• _Aim of the task_: Across the entries below, work out how many lines contain "return". Please give the number only.

• _Exercise material_:
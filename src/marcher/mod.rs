//! Meshing strategies.
//!
//! Every strategy walks the same cubes for a given [`MarchParams`] and runs
//! the same classification and polygonization, so for one grid they agree
//! on the triangle set. They differ in how much of the grid they visit and
//! where the work runs.

mod cubes;
pub use cubes::*;

mod selective;
pub use selective::*;

mod parallel;
pub use parallel::*;

use glam::IVec3;

use crate::{
    tool::Action,
    ConfigError, Error, MarchParams, Mesh, Result, ValueGrid,
};

/// A way of turning a value grid into a mesh.
pub trait Marcher {
    fn name(&self) -> &'static str;

    /// Runs one meshing pass. Blocks until the mesh is complete.
    fn march(&mut self, grid: &ValueGrid, params: &MarchParams) -> Result<Mesh>;

    /// Tells the strategy which grid points an edit touched. Strategies that
    /// always remesh the whole grid ignore this.
    fn mark_dirty(&mut self, _points: &[IVec3], _action: Action) {}

    /// Drops any state carried between passes, so the next pass starts from
    /// scratch.
    fn invalidate(&mut self) {}
}

/// Strategies an [`EditSession`](crate::EditSession) can switch between.
#[cfg_attr(feature = "serde", derive(serde::Serialize, serde::Deserialize))]
#[derive(Clone, Copy, Debug, Default, PartialEq, Eq)]
pub enum StrategyKind {
    /// Full sequential pass on every remesh.
    #[default]
    Cubes,
    /// Full pass first, then only the cubes around edited points.
    SelectiveCubes { membership: Membership },
    /// Full pass with one task per cube.
    Parallel,
    /// Sparse volume backed by an octree. Not implemented.
    SparseOctree,
}

impl StrategyKind {
    pub fn name(&self) -> &'static str {
        match self {
            StrategyKind::Cubes => "cubes",
            StrategyKind::SelectiveCubes { .. } => "selective-cubes",
            StrategyKind::Parallel => "parallel-cubes",
            StrategyKind::SparseOctree => "sparse-octree",
        }
    }

    /// Builds a fresh strategy of this kind.
    pub fn create(&self) -> Result<Box<dyn Marcher>> {
        Ok(match *self {
            StrategyKind::Cubes => Box::new(MarchingCubes::new()),
            StrategyKind::SelectiveCubes { membership } => Box::new(SelectiveCubes::new(membership)),
            StrategyKind::Parallel => Box::new(ParallelCubes::new(default_accelerator()?)),
            StrategyKind::SparseOctree => return Err(Error::UnimplementedStrategy(self.name())),
        })
    }
}

/// Fails when the grid is not the size the parameters describe.
pub(crate) fn check_grid(grid: &ValueGrid, params: &MarchParams) -> std::result::Result<(), ConfigError> {
    if grid.bound_size() != params.bound_size {
        return Err(ConfigError::GridLengthMismatch {
            expected: params.bound_size.pow(3),
            got: grid.as_slice().len(),
        });
    }
    Ok(())
}

/// Number of cubes a full pass visits.
#[inline]
pub fn cube_count(params: &MarchParams) -> usize {
    params.cubes_per_axis().pow(3)
}

/// Origin of the cube with linear id `id`, x varying fastest.
#[inline]
pub fn cube_origin(params: &MarchParams, id: usize) -> IVec3 {
    let per_axis = params.cubes_per_axis();
    let start = params.cube_range().start;
    IVec3::new(
        (id % per_axis) as i32,
        (id / per_axis % per_axis) as i32,
        (id / (per_axis * per_axis)) as i32,
    ) + start
}

/// Linear id of the cube at `origin`, if a full pass visits it.
#[inline]
pub fn cube_id(params: &MarchParams, origin: IVec3) -> Option<usize> {
    let range = params.cube_range();
    if !origin.to_array().iter().all(|c| range.contains(c)) {
        return None;
    }
    let per_axis = params.cubes_per_axis();
    let local = (origin - range.start).as_uvec3();
    Some(local.x as usize + local.y as usize * per_axis + local.z as usize * per_axis * per_axis)
}

/// Every cube origin of a full pass, x varying fastest.
pub fn cube_origins(params: &MarchParams) -> impl Iterator<Item = IVec3> {
    let range = params.cube_range();
    range.clone().flat_map(move |z| {
        let xs = range.clone();
        range.clone().flat_map(move |y| xs.clone().map(move |x| IVec3::new(x, y, z)))
    })
}

#[cfg(test)]
fn params(bound_size: i32, boundary: crate::Boundary) -> MarchParams {
    crate::MeshingConfig { bound_size, boundary, ..Default::default() }
        .validate()
        .unwrap()
}

#[test]
fn cube_ids_round_trip() {
    for boundary in [crate::Boundary::Interior, crate::Boundary::Padded] {
        let params = params(4, boundary);
        let origins: Vec<IVec3> = cube_origins(&params).collect();
        assert_eq!(origins.len(), cube_count(&params));
        for (id, &origin) in origins.iter().enumerate() {
            assert_eq!(cube_origin(&params, id), origin);
            assert_eq!(cube_id(&params, origin), Some(id));
        }
    }
}

#[test]
fn cube_order_is_x_fastest() {
    let params = params(3, crate::Boundary::Interior);
    let origins: Vec<IVec3> = cube_origins(&params).collect();
    assert_eq!(origins[..3], [IVec3::new(0, 0, 0), IVec3::new(1, 0, 0), IVec3::new(0, 1, 0)]);
    assert_eq!(cube_id(&params, IVec3::new(2, 0, 0)), None);
    assert_eq!(cube_id(&params, IVec3::new(-1, 0, 0)), None);
}

#[test]
fn sparse_octree_fails_loudly() {
    assert_eq!(
        StrategyKind::SparseOctree.create().err(),
        Some(Error::UnimplementedStrategy("sparse-octree"))
    );
    assert_eq!(StrategyKind::Cubes.create().unwrap().name(), "cubes");
}
//! Metrics middleware for API routes.

use axum::{body::Body, http::Request, middleware::Next, response::Response};
use std::time::Instant;

use crate::metrics::{
    normalize_path, HTTP_REQUESTS_IN_FLIGHT, HTTP_REQUESTS_TOTAL, HTTP_REQUEST_DURATION,
};

/// Metrics middleware that tracks HTTP request duration and counts.
///
/// This middleware records:
/// - Request duration (histogram)
/// - Request count (counter)
/// - Requests in flight (gauge)
pub async fn metrics_middleware(request: Request<Body>, next: Next) -> Response {
    let start = Instant::now();
    let method = request.method().to_string();
    let path = normalize_path(request.uri().path());

    HTTP_REQUESTS_IN_FLIGHT.inc();

    let response = next.run(request).await;

    HTTP_REQUESTS_IN_FLIGHT.dec();

    let duration = start.elapsed().as_secs_f64();
    let status = response.status().as_u16().to_string();

    HTTP_REQUEST_DURATION
        .with_label_values(&[&method, &path, &status])
        .observe(duration);
    HTTP_REQUESTS_TOTAL
        .with_label_values(&[&method, &path, &status])
        .inc();

    response
}
use std::net::SocketAddr;
use std::path::PathBuf;
use std::sync::Arc;

use anyhow::{Context, Result};
use tokio::signal;
use tracing::{error, info};
use tracing_subscriber::{layer::SubscriberExt, util::SubscriberInitExt};

use ringback_core::{
    load_config, validate_config, BolnaClient, CallProvider, CallService, SqliteUserStore,
    UserStore,
};
use ringback_server::{api::create_router, state::AppState};

/// Environment variable naming the config file
const CONFIG_PATH_VAR: &str = "RINGBACK_CONFIG";

/// Config file used when `RINGBACK_CONFIG` is unset
const DEFAULT_CONFIG_PATH: &str = "config.toml";

#[tokio::main]
async fn main() {
    if let Err(e) = run().await {
        error!("Fatal error: {:#}", e);
        std::process::exit(1);
    }
}

async fn run() -> Result<()> {
    // Initialize logging
    tracing_subscriber::registry()
        .with(
            tracing_subscriber::EnvFilter::try_from_default_env()
                .unwrap_or_else(|_| "info,tower_http=debug".into()),
        )
        .with(tracing_subscriber::fmt::layer())
        .init();

    // An explicit path must exist; the default one is optional
    let config_path = match std::env::var(CONFIG_PATH_VAR) {
        Ok(path) => Some(PathBuf::from(path)),
        Err(_) => Some(PathBuf::from(DEFAULT_CONFIG_PATH)).filter(|p| p.exists()),
    };

    match &config_path {
        Some(path) => info!("Loading configuration from {:?}", path),
        None => info!("No config file found, using environment only"),
    }
    let config = load_config(config_path.as_deref()).context("Failed to load config")?;

    validate_config(&config).context("Configuration validation failed")?;

    info!("Configuration loaded successfully");
    info!("Database path: {:?}", config.database.path);
    info!("Provider: {}", config.provider.base_url);

    let store: Arc<dyn UserStore> = Arc::new(
        SqliteUserStore::new(&config.database.path).context("Failed to open user store")?,
    );
    info!("User store initialized");

    let provider: Arc<dyn CallProvider> = Arc::new(
        BolnaClient::new(config.provider.clone()).context("Failed to create provider client")?,
    );
    info!("Using call provider: {}", provider.name());

    let calls = Arc::new(CallService::new(provider, store, &config.calls));
    info!(
        "Completion polling: {} attempts every {}ms",
        config.calls.max_poll_attempts, config.calls.poll_interval_ms
    );

    let addr = SocketAddr::new(config.server.host, config.server.port);
    let state = Arc::new(AppState::new(config, calls));
    let app = create_router(state);

    info!("Starting server on {}", addr);

    let listener = tokio::net::TcpListener::bind(addr)
        .await
        .with_context(|| format!("Failed to bind to {}", addr))?;

    // Run server with graceful shutdown
    axum::serve(listener, app)
        .with_graceful_shutdown(shutdown_signal())
        .await
        .context("Server error")?;

    info!("Server shut down");

    Ok(())
}

/// Wait for shutdown signal (Ctrl+C or SIGTERM)
async fn shutdown_signal() {
    let ctrl_c = async {
        if let Err(e) = signal::ctrl_c().await {
            error!("Failed to listen for Ctrl+C: {}", e);
            std::future::pending::<()>().await;
        }
    };

    #[cfg(unix)]
    let terminate = async {
        match signal::unix::signal(signal::unix::SignalKind::terminate()) {
            Ok(mut sigterm) => {
                sigterm.recv().await;
            }
            Err(e) => {
                error!("Failed to install SIGTERM handler: {}", e);
                std::future::pending::<()>().await;
            }
        }
    };

    #[cfg(not(unix))]
    let terminate = std::future::pending::<()>();

    tokio::select! {
        _ = ctrl_c => {},
        _ = terminate => {},
    }
}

• _Result of the exercise_: 3